In [1]:
import os
import io
import requests

import numpy as np
import pandas as pd
import matplotlib
import matplotlib.pyplot as plt
%matplotlib inline

PROJ_PATH = '/home/reese56/w266_final/'
VOTEVIEW = os.path.join(PROJ_PATH, 'data/voteview/')
VOTEVIEW_RAW = os.path.join(VOTEVIEW, 'data/voteview/raw/')
SAVE_PATH = os.path.join(VOTEVIEW, 'gen/')

In [2]:
# import voteview congressional vote data
try:
    congress_votes = pd.read_csv(os.path.join(VOTEVIEW, 'raw/congress_votes.csv'))
except FileNotFoundError:
    url= 'https://voteview.com/static/data/out/rollcalls/HSall_rollcalls.csv'
    r = requests.get(url).content
    congress_votes = pd.read_csv(io.StringIO(r.decode('utf-8')))

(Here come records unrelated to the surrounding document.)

//! Polyak averaging between a live network and its frozen target
//!
//! ```text
//! θ_target ← τ · θ_live + (1 − τ) · θ_target
//! ```
//!
//! Parameters are paired by traversal order, so the two modules only need to share an
//! architecture, not parameter ids.

use burn::{
    module::{Module, ModuleMapper, ModuleVisitor, ParamId},
    prelude::*,
    tensor::backend::Backend,
};

/// Collects every float parameter, detached and flattened to 1D.
struct LiveParams<B: Backend> {
    params: Vec<Tensor<B, 1>>,
}

impl<B: Backend> ModuleVisitor<B> for LiveParams<B> {
    fn visit_float<const D: usize>(&mut self, _id: ParamId, tensor: &Tensor<B, D>) {
        let numel = tensor.shape().num_elements();
        self.params.push(tensor.clone().detach().reshape([numel]));
    }
}

/// Blends each target parameter with the live parameter at the same position.
struct Blend<B: Backend> {
    live: std::vec::IntoIter<Tensor<B, 1>>,
    tau: f64,
}

impl<B: Backend> ModuleMapper<B> for Blend<B> {
    fn map_float<const D: usize>(&mut self, _id: ParamId, tensor: Tensor<B, D>) -> Tensor<B, D> {
        match self.live.next() {
            Some(live) => {
                let shape = tensor.shape();
                let target = tensor.detach().reshape([shape.num_elements()]);
                live.mul_scalar(self.tau)
                    .add(target.mul_scalar(1.0 - self.tau))
                    .reshape(shape)
            }
            // architectures always match; an exhausted iterator leaves the target as is
            None => tensor,
        }
    }
}

/// Moves `target` a fraction `tau` of the way towards `live`.
///
/// `tau == 0` returns `target` untouched and `tau == 1` yields an exact copy of the
/// live values. The result never requires gradients.
pub fn soft_update<B, M>(live: &M, target: M, tau: f64) -> M
where
    B: Backend,
    M: Module<B>,
{
    if tau == 0.0 {
        return target;
    }

    let mut collector = LiveParams { params: Vec::new() };
    live.visit(&mut collector);

    let mut blend = Blend {
        live: collector.params.into_iter(),
        tau,
    };
    target.map(&mut blend).no_grad()
}

/// Shapes of every float parameter in traversal order.
pub fn param_shapes<B: Backend, M: Module<B>>(module: &M) -> Vec<Vec<usize>> {
    struct Shapes(Vec<Vec<usize>>);

    impl<B: Backend> ModuleVisitor<B> for Shapes {
        fn visit_float<const D: usize>(&mut self, _id: ParamId, tensor: &Tensor<B, D>) {
            self.0.push(tensor.dims().to_vec());
        }
    }

    let mut shapes = Shapes(Vec::new());
    module.visit(&mut shapes);
    shapes.0
}

#[cfg(test)]
mod tests {
    use super::*;
    use crate::nn::{MLP, MLPConfig};
    use burn::backend::ndarray::{NdArray, NdArrayDevice};

    type TestBackend = NdArray;

    fn flat_params(module: &MLP<TestBackend>) -> Vec<f32> {
        let mut collector = LiveParams { params: Vec::new() };
        module.visit(&mut collector);
        collector
            .params
            .into_iter()
            .flat_map(|t| t.into_data().to_vec::<f32>().unwrap())
            .collect()
    }

    fn pair(device: &NdArrayDevice) -> (MLP<TestBackend>, MLP<TestBackend>) {
        let config = MLPConfig::new(3, vec![4], 2);
        (config.init(device), config.init(device))
    }

    #[test]
    fn zero_tau_leaves_target_untouched() {
        let device = NdArrayDevice::default();
        let (live, target) = pair(&device);
        let before = flat_params(&target);

        let target = soft_update::<TestBackend, _>(&live, target, 0.0);

        assert_eq!(flat_params(&target), before);
    }

    #[test]
    fn unit_tau_copies_live() {
        let device = NdArrayDevice::default();
        let (live, target) = pair(&device);

        let target = soft_update::<TestBackend, _>(&live, target, 1.0);

        assert_eq!(flat_params(&target), flat_params(&live));
    }

    #[test]
    fn single_step_is_a_convex_blend() {
        let device = NdArrayDevice::default();
        let (live, target) = pair(&device);
        let live_values = flat_params(&live);
        let target_values = flat_params(&target);
        let tau = 0.25;

        let updated = flat_params(&soft_update::<TestBackend, _>(&live, target, tau));

        for ((u, l), t) in updated.iter().zip(&live_values).zip(&target_values) {
            let expected = tau as f32 * l + (1.0 - tau as f32) * t;
            assert!((u - expected).abs() < 1e-6, "{u} != {expected}");
        }
    }

    #[test]
    fn repeated_updates_converge_geometrically() {
        let device = NdArrayDevice::default();
        let (live, mut target) = pair(&device);
        let live_values = flat_params(&live);
        let initial_gap: Vec<f32> = flat_params(&target)
            .iter()
            .zip(&live_values)
            .map(|(t, l)| t - l)
            .collect();
        let tau = 0.1;
        let steps = 20;

        for _ in 0..steps {
            target = soft_update::<TestBackend, _>(&live, target, tau);
        }

        let decay = (1.0 - tau as f32).powi(steps);
        for ((t, l), gap) in flat_params(&target).iter().zip(&live_values).zip(&initial_gap) {
            let expected = gap * decay;
            assert!(((t - l) - expected).abs() < 1e-5, "gap {} expected {}", t - l, expected);
        }
    }

    #[test]
    fn shapes_follow_traversal_order() {
        let device = NdArrayDevice::default();
        let (live, _) = pair(&device);

        let shapes = param_shapes::<TestBackend, _>(&live);

        assert_eq!(shapes, vec![vec![3, 4], vec![4], vec![4, 2], vec![2]]);
    }
}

# import voteview members votes data
try:
    member_votes = pd.read_csv(os.path.join(VOTEVIEW, 'raw/member_votes.csv'))
except FileNotFoundError:
    url= 'https://voteview.com/static/data/out/votes/HSall_votes.csv'
    r = requests.get(url).content
    member_votes = pd.read_csv(io.StringIO(r.decode('utf-8')))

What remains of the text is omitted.